Exercise
Repeat exactly the line that includes "the request boundary." and all lines after it, ending with the last line of the listing below.

Supplied data
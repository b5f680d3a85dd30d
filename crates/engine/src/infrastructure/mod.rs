//! Infrastructure implementations.
//!
//! Contains port trait implementations for external dependencies.

pub mod clock;
pub mod games;
pub mod ports;
pub mod settings;
pub mod telemetry;
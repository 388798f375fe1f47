//! Storage abstractions for the service layer
//!
//! The book collection persists as one opaque blob in an external
//! key/value object store; the trait in `blob` is the seam, `fs` the
//! local-disk implementation.

pub mod blob;
pub mod fs;
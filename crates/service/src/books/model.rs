use serde::{Deserialize, Serialize};

/// Closed set of shelving genres; anything outside it fails
/// deserialization at the request boundary.
#[derive(Clone, Copy, Debug, Serialize, Deserialize, PartialEq, Eq)]
#[serde(rename_all = "kebab-case")]
pub enum Genre {
    Fiction,
    Romance,
    Comedy,
    Adventure,
    SelfImprovement,
    Drama,
}

/// A catalogued book. `book_id` is assigned by the store on creation and
/// survives persist/reload verbatim. Field order here is the wire and
/// persisted order.
#[derive(Clone, Debug, Serialize, Deserialize, PartialEq)]
pub struct Book {
    pub name: String,
    pub genre: Genre,
    pub price: f64,
    pub book_id: String,
}

/// Untrusted input shape for create/update. A caller-supplied `book_id`
/// is accepted and ignored; the store owns id assignment.
#[derive(Clone, Debug, Serialize, Deserialize, PartialEq)]
pub struct BookDraft {
    pub name: String,
    pub genre: Genre,
    pub price: f64,
    #[serde(default)]
    pub book_id: Option<String>,
}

Output for this task
/// deserialization at the request boundary.
#[derive(Clone, Copy, Debug, Serialize, Deserialize, PartialEq, Eq)]
#[serde(rename_all = "kebab-case")]
pub enum Genre {
    Fiction,
    Romance,
    Comedy,
    Adventure,
    SelfImprovement,
    Drama,
}

/// A catalogued book. `book_id` is assigned by the store on creation and
/// survives persist/reload verbatim. Field order here is the wire and
/// persisted order.
#[derive(Clone, Debug, Serialize, Deserialize, PartialEq)]
pub struct Book {
    pub name: String,
    pub genre: Genre,
    pub price: f64,
    pub book_id: String,
}

/// Untrusted input shape for create/update. A caller-supplied `book_id`
/// is accepted and ignored; the store owns id assignment.
#[derive(Clone, Debug, Serialize, Deserialize, PartialEq)]
pub struct BookDraft {
    pub name: String,
    pub genre: Genre,
    pub price: f64,
    #[serde(default)]
    pub book_id: Option<String>,
}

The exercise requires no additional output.